Zum 19. mal wird München zum Treffpunkt für internationale Tanzkunst und körperlichen Ausdruck. Das DANCE Festival 2025 unter dem Motto “You make me feel” ist zu Ende getanzt. Was bleibt und was geht in der Flüchtigkeit der Bewegung für immer verloren?
Eine milde Frühlingswoche, ein bisschen grau, verregnet. Zwar kein perfekter Auftakt in einen heißen Sommer am Isarufer, dafür aber ideale Bedingungen für die Tanzbiennale der Landeshauptstadt. Das Festival, erstmals unter der Leitung von Tobias Staab, lädt Künstler:innen als aller Welt ein, um ihre zeitgenössischen Arbeiten zu zeigen. Jeden Tag sind mehrere Veranstaltungen geboten und fast immer geht`s danach noch in den Club.
IM SCHWARM ABTAUCHEN
Das Publikum sitzt auf dem mit schwarzen Gummifliesen ausgelegten Boden um Scheinwerfer herum, die tiefgelbes diffuses Licht spenden. Im Raum sind Matratzen scheinbar willkürlich aufeinandergestapelt. Die neun Tänzer:innen des Tanzabends AUSLAND liegen darauf, berühren sich, bewegen sich aufeinander, streichen über ihre Körper. Einige tragen Motorradhosen oder enge Oberteile mit Panzerung an Schultern und Wirbelsäule. Sie sitzen voreinander und bilden eine Art Fächer, sind zugleich verbunden und voneinander getrennt.
Einige Tänzter:innen stehen auf und beginnen zu singen. Sie singen die Boxen an, singen mit der Musik, bewegen sich im sphärischen Sound und lassen sich nicht von den Klängen leiten, sondern bilden gemeinsam ein neues System. Ein spiritueller Chor erfüllt den Raum. Immer wieder treten die Tänzer:innen in Interaktion mit der Musik indem sie entweder mitsingen oder kleinere Bluetoothboxen durch den Raum tragen. Wie ein einziger Organismus bewegen sich die Tanzenden durch die Zuschauenden. Sie gleitet trance-artig durch die Musik wie durch warmes Harz im von Nebel aufgeweichtem Dämmerlicht.

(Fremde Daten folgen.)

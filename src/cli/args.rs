//! CLI argument definitions.
//!
//! This module defines all CLI arguments using clap's derive macros.
//! The main entry point is the [`Cli`] struct.

use clap::{Parser, Subcommand};
use std::path::PathBuf;

use crate::report::OutputFormat;

/// qgate - Quality gates for error messages and test coverage.
#[derive(Debug, Parser)]
#[command(name = "qgate")]
#[command(author, version, about, long_about = None)]
#[command(propagate_version = true)]
pub struct Cli {
    /// Path to config file (overrides default .qgate/config.yml)
    #[arg(short, long, global = true)]
    pub config: Option<PathBuf>,

    /// Path to project root (overrides current directory)
    #[arg(short, long, global = true)]
    pub project: Option<PathBuf>,

    /// Report format
    #[arg(long, global = true, value_enum, default_value_t = OutputFormat::Human)]
    pub format: OutputFormat,

    /// Show verbose output
    #[arg(short, long, global = true)]
    pub verbose: bool,

    /// Minimal output
    #[arg(short, long, global = true)]
    pub quiet: bool,

    /// Disable colored output
    #[arg(long, global = true)]
    pub no_color: bool,

    /// Enable debug logging
    #[arg(long, global = true)]
    pub debug: bool,

    #[command(subcommand)]
    pub command: Commands,
}

/// Available subcommands.
#[derive(Debug, Subcommand)]
pub enum Commands {
    /// Scan source files for generic error messages
    Scan(ScanArgs),

    /// Run tests with coverage and enforce thresholds
    Coverage(CoverageArgs),
}

/// Arguments for the `scan` command.
#[derive(Debug, Clone, clap::Args)]
pub struct ScanArgs {
    /// File or directory to scan
    #[arg(default_value = ".")]
    pub path: PathBuf,
}

impl Default for ScanArgs {
    fn default() -> Self {
        Self {
            path: PathBuf::from("."),
        }
    }
}

/// Arguments for the `coverage` command.
#[derive(Debug, Clone, Default, clap::Args)]
pub struct CoverageArgs {
    /// Restrict the run to one module (e.g. models)
    pub module: Option<String>,

    /// Override a threshold (repeatable), e.g. --threshold models=95
    #[arg(short, long = "threshold", value_name = "MODULE=PERCENT")]
    pub thresholds: Vec<String>,
}

#[cfg(test)]
mod tests {
    use super::*;

    #[test]
    fn parses_scan_with_default_path() {
        let cli = Cli::parse_from(["qgate", "scan"]);
        match cli.command {
            Commands::Scan(args) => assert_eq!(args.path, PathBuf::from(".")),
            _ => panic!("Expected Scan command"),
        }
    }

    #[test]
    fn parses_coverage_module_and_thresholds() {
        let cli = Cli::parse_from([
            "qgate",
            "coverage",
            "models",
            "--threshold",
            "models=95",
            "-t",
            "overall=85",
        ]);
        match cli.command {
            Commands::Coverage(args) => {
                assert_eq!(args.module.as_deref(), Some("models"));
                assert_eq!(args.thresholds, vec!["models=95", "overall=85"]);
            }
            _ => panic!("Expected Coverage command"),
        }
    }

    #[test]
    fn global_flags_after_subcommand() {
        let cli = Cli::parse_from(["qgate", "scan", "src", "--format", "json", "--debug"]);
        assert_eq!(cli.format, OutputFormat::Json);
        assert!(cli.debug);
    }

    #[test]
    fn subcommand_is_required() {
        assert!(Cli::try_parse_from(["qgate"]).is_err());
    }
}
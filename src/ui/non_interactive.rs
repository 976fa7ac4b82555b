//! Plain UI for pipes and CI logs.

use super::{OutputMode, UserInterface};

/// UI implementation without styling.
///
/// Reports go to stdout; warnings and errors go to stderr.
pub struct NonInteractiveUI {
    mode: OutputMode,
}

impl NonInteractiveUI {
    /// Create a new non-interactive UI.
    pub fn new(mode: OutputMode) -> Self {
        Self { mode }
    }
}

impl UserInterface for NonInteractiveUI {
    fn output_mode(&self) -> OutputMode {
        self.mode
    }

    fn message(&mut self, msg: &str) {
        if self.mode.shows_status() {
            println!("{}", msg);
        }
    }

    fn success(&mut self, msg: &str) {
        if self.mode.shows_status() {
            println!("✓ {}", msg);
        }
    }

    fn warning(&mut self, msg: &str) {
        if self.mode.shows_status() {
            eprintln!("⚠ {}", msg);
        }
    }

    fn error(&mut self, msg: &str) {
        eprintln!("✗ {}", msg);
    }

    fn show_header(&mut self, title: &str) {
        if self.mode.shows_status() {
            println!("{}", title);
        }
    }
}
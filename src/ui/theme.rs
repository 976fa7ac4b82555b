//! Visual theme and styling.

use console::Style;

/// qgate's visual theme.
#[derive(Debug, Clone)]
pub struct GateTheme {
    /// Style for success messages (green).
    pub success: Style,
    /// Style for warning messages (orange).
    pub warning: Style,
    /// Style for error messages (red bold).
    pub error: Style,
    /// Style for headers (bold).
    pub header: Style,
}

impl Default for GateTheme {
    fn default() -> Self {
        Self::new()
    }
}

impl GateTheme {
    /// Create the default theme.
    pub fn new() -> Self {
        Self {
            success: Style::new().green(),
            warning: Style::new().color256(208),
            error: Style::new().red().bold(),
            header: Style::new().bold(),
        }
    }

    /// Create a theme without colors (for non-TTY or --no-color).
    pub fn plain() -> Self {
        Self {
            success: Style::new(),
            warning: Style::new(),
            error: Style::new(),
            header: Style::new(),
        }
    }

    /// Format a success message (icon + text in green).
    pub fn format_success(&self, msg: &str) -> String {
        format!("{}", self.success.apply_to(format!("✓ {}", msg)))
    }

    /// Format a warning message (icon + text in orange).
    pub fn format_warning(&self, msg: &str) -> String {
        format!("{}", self.warning.apply_to(format!("⚠ {}", msg)))
    }

    /// Format an error message (icon + text in red bold).
    pub fn format_error(&self, msg: &str) -> String {
        format!("{}", self.error.apply_to(format!("✗ {}", msg)))
    }

    /// Format a header line.
    pub fn format_header(&self, title: &str) -> String {
        format!("{}", self.header.apply_to(title))
    }
}

/// Check if colors should be enabled.
pub fn should_use_colors() -> bool {
    // https://no-color.org/
    if std::env::var("NO_COLOR").is_ok() {
        return false;
    }

    console::Term::stdout().is_term()
}
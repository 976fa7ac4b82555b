//! Report formatters.
//!
//! Renders scan findings and coverage verdicts as human-readable text or
//! JSON. Formatters write to any [`Write`] so tests and alternative frontends
//! can capture output directly.

pub mod human;
pub mod json;

use crate::coverage::CoverageReport;
use crate::scan::ScanReport;
use std::io::Write;

/// Output format for reports.
#[derive(Debug, Clone, Copy, PartialEq, Eq, Default, clap::ValueEnum)]
pub enum OutputFormat {
    #[default]
    Human,
    Json,
}

/// Trait for formatting gate results.
pub trait ReportFormatter {
    /// Format scan findings to the given writer.
    fn format_scan<W: Write>(&self, report: &ScanReport, writer: &mut W) -> std::io::Result<()>;

    /// Format a coverage verdict to the given writer.
    fn format_coverage<W: Write>(
        &self,
        report: &CoverageReport,
        writer: &mut W,
    ) -> std::io::Result<()>;
}

pub use human::HumanFormatter;
pub use json::JsonFormatter;
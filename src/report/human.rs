//! Human-readable output formatter.

use super::ReportFormatter;
use crate::coverage::CoverageReport;
use crate::scan::ScanReport;
use std::io::Write;

/// Formats reports for terminal display.
#[derive(Debug, Clone, Copy, Default)]
pub struct HumanFormatter;

impl HumanFormatter {
    /// Create a new human formatter.
    pub fn new() -> Self {
        Self
    }
}

impl ReportFormatter for HumanFormatter {
    fn format_scan<W: Write>(&self, report: &ScanReport, writer: &mut W) -> std::io::Result<()> {
        for finding in &report.findings {
            writeln!(writer, "  {}", finding.location())?;
            writeln!(writer, "    {}", finding.content)?;
            writeln!(writer, "    → {}", finding.remediation)?;
            writeln!(writer)?;
        }

        if !report.findings.is_empty() {
            writeln!(
                writer,
                "Found {} potential issue(s) in {} scanned file(s)",
                report.findings.len(),
                report.documents
            )?;
        }

        Ok(())
    }

    fn format_coverage<W: Write>(
        &self,
        report: &CoverageReport,
        writer: &mut W,
    ) -> std::io::Result<()> {
        for shortfall in &report.verdict.shortfalls {
            writeln!(writer, "  - {}", shortfall)?;
        }
        Ok(())
    }
}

Die Choreografie von Jefta van Dinther nimmt das Haus der Kunst vollständig ein. Der ganze Saal ist erfüllt von Billy Bultheels Musik, auch das Publikum, dass die Performance wie ein Schwarm umgibt, taucht ganz in die fremde Welt ein.
Eine Tänzerin versucht ihren Spielpartner aus seiner Kleidung, seiner Hülle zu schälen. Sie, bereits ganz nackt, zieht den singenden Menschen aus seinem Oberteil – wie ein Muttertier ihr Junges nach der Geburt aus der Fruchtblase. Sie leckt über den Kopf des Tänzers, hat ihn endlich ganz befreit, ihn herausgeboren aus seinen Kleidungsschichten und seinen Körper ans Licht gebracht.
In einem Nebenraum läuft das schwarz-weiße Videospiel Limbo. Eine kleine Figur durchläuft einen Parcours in einer düsteren Fabrik. Ein Tänzer interagiert mit der Projektion des Spiels und wird Teil dieser fremden Welt. Nach einer Weile stehen die Performenden auf. Wieder entsteht ein Duett mit der Musik. Ein Mensch dreht Runden auf einem elektrischen, futuristisch anmutenden Gefährt und zieht das Publikum zurück in den großen Saal, während andere singend durch die Gänge schreiten.
Das geräuschlose, sich selbst balancierende Fahrzeug trägt einen Tänzer über den Boden. Wie ein Nachtfalter durch das Licht einer Straßenlaterne im Morgentau bewegt er seinen Körper in Zeitlupe auf den endlosen Bahnen. „I heare your soul“ ist in einem Nebenraum zu hören. Wieder Berührung auf nackter Haut, wieder ganz unsexuell rein sensuel, intim.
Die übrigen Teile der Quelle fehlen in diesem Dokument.